* **What you will do**:
State the number of lines in these records holding "launcher". Say nothing more.

* **Task data**:

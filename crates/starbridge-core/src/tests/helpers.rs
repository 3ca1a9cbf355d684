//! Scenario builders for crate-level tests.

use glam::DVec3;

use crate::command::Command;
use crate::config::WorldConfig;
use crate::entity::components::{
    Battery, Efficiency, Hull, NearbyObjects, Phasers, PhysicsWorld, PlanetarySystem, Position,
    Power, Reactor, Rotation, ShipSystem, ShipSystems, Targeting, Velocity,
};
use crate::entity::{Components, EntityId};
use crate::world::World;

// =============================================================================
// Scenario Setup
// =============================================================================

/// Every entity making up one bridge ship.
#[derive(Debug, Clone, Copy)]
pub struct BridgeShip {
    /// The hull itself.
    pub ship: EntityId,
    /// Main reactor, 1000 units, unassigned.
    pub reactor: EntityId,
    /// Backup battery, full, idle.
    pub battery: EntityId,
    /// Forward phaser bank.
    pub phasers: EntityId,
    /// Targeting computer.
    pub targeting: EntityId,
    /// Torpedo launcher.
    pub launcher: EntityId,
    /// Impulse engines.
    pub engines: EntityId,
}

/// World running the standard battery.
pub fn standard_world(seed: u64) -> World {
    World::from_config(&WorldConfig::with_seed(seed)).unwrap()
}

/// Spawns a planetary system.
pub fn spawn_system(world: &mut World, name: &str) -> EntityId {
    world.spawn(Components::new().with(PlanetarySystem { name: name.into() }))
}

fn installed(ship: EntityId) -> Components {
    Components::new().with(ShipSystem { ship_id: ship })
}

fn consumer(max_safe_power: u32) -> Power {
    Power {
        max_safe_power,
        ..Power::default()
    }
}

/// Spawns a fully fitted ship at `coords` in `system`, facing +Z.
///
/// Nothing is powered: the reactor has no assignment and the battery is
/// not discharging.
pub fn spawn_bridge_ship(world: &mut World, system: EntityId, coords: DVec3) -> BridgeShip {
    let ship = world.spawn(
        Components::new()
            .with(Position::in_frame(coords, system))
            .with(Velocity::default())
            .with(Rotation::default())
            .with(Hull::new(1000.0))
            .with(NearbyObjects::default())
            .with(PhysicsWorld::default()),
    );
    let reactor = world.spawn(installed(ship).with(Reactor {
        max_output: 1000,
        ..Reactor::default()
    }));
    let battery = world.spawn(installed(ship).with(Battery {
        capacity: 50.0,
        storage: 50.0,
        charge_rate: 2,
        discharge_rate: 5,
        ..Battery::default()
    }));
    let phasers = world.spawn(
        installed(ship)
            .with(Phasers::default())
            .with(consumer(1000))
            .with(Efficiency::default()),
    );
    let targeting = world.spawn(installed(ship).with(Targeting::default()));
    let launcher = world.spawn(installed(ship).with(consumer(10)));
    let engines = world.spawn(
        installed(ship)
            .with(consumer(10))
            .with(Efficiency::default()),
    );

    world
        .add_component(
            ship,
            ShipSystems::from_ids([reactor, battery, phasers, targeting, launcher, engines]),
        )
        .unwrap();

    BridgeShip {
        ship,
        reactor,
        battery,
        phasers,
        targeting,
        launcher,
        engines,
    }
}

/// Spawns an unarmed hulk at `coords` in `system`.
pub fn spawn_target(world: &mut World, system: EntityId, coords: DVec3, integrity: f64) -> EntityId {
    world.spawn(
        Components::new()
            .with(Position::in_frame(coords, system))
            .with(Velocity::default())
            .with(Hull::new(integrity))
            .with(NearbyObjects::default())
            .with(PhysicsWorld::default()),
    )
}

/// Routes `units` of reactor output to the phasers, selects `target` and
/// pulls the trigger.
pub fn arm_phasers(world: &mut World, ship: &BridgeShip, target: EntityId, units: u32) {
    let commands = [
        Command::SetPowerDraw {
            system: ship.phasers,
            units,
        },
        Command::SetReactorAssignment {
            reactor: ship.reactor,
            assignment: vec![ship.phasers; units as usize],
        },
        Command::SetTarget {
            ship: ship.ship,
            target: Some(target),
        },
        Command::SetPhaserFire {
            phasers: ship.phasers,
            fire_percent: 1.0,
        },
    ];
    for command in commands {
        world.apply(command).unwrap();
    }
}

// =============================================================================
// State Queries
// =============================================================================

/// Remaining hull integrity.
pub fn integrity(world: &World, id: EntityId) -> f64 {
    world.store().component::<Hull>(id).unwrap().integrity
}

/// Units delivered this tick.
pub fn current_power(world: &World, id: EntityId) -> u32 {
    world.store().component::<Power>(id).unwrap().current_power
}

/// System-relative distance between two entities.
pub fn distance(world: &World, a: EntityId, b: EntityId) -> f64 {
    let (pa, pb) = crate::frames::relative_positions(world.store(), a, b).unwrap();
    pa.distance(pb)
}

* **Written answer**:
5